Prognosen zu Covid-Intensivbetten  

So wirkt sich die Impfquote auf den Verlauf der Pandemie aus

17.09.2021, 13:22 Uhr
Coronavirus: So wirkt sich die Impfquote auf den Verlauf der Pandemie aus. Covid-Intensivstation: Auch im Herbst 2021 droht trotz der steigenden Impfquoten wieder eine starke Belastung des Gesundheitssystems. (Quelle: imago images/imagebroker)
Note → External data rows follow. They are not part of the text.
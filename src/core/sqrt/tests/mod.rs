// SPDX-License-Identifier: Apache-2.0
// Copyright 2025 itsakeyfut
//
// Licensed under the Apache License, Version 2.0 (the "License");
// you may not use this file except in compliance with the License.
// You may obtain a copy of the License at
//
//     http://www.apache.org/licenses/LICENSE-2.0
//
// Unless required by applicable law or agreed to in writing, software
// distributed under the License is distributed on an "AS IS" BASIS,
// WITHOUT WARRANTIES OR CONDITIONS OF ANY KIND, either express or implied.
// See the License for the specific language governing permissions and
// limitations under the License.

//! Unit tests for the sqrt module


use std::sync::{Mutex, Once};
use std::thread::{self, ThreadId};

/// Captured warning: (thread, message)
static CAPTURED: Mutex<Vec<(ThreadId, String)>> = Mutex::new(Vec::new());
static INIT: Once = Once::new();

struct CaptureLogger;

impl log::Log for CaptureLogger {
    fn enabled(&self, metadata: &log::Metadata) -> bool {
        metadata.level() <= log::Level::Warn
    }

    fn log(&self, record: &log::Record) {
        if self.enabled(record.metadata()) {
            CAPTURED
                .lock()
                .unwrap()
                .push((thread::current().id(), record.args().to_string()));
        }
    }

    fn flush(&self) {}
}

/// Run `f` and return the warnings it logged on the current thread
///
/// Tests run in parallel, so records are filtered by thread.
pub(super) fn capture_warnings<T>(f: impl FnOnce() -> T) -> (T, Vec<String>) {
    INIT.call_once(|| {
        // Keep any logger installed earlier in this binary
        if log::set_logger(&CaptureLogger).is_ok() {
            log::set_max_level(log::LevelFilter::Warn);
        }
    });

    let me = thread::current().id();
    CAPTURED.lock().unwrap().retain(|(id, _)| *id != me);

    let value = f();

    let warnings = CAPTURED
        .lock()
        .unwrap()
        .iter()
        .filter(|(id, _)| *id == me)
        .map(|(_, msg)| msg.clone())
        .collect();

    (value, warnings)
}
Covid-Intensivstation: Auch im Herbst 2021 droht trotz der steigenden Impfquoten wieder eine starke Belastung des Gesundheitssystems. (Quelle: imagebroker/imago images)

Deutschland steckt mitten in der vierten Corona-Welle. Im Herbst dürften die Zahlen noch deutlich steigen. Experten haben berechnet, wie sich die Lage in der dunklen Jahreszeit entwickeln könnte.

Aktuell haben sich die Corona-Zahlen in Deutschland auf einem stabilen mittleren Niveau eingependelt. Doch die Tage werden bereits kürzer, das Wetter ungemütlicher und die Menschen halten sich vermehrt in Innenräumen auf. Mit dem Herbst und Winter werden voraussichtlich auch die Infektionszahlen wieder stärker ansteigen.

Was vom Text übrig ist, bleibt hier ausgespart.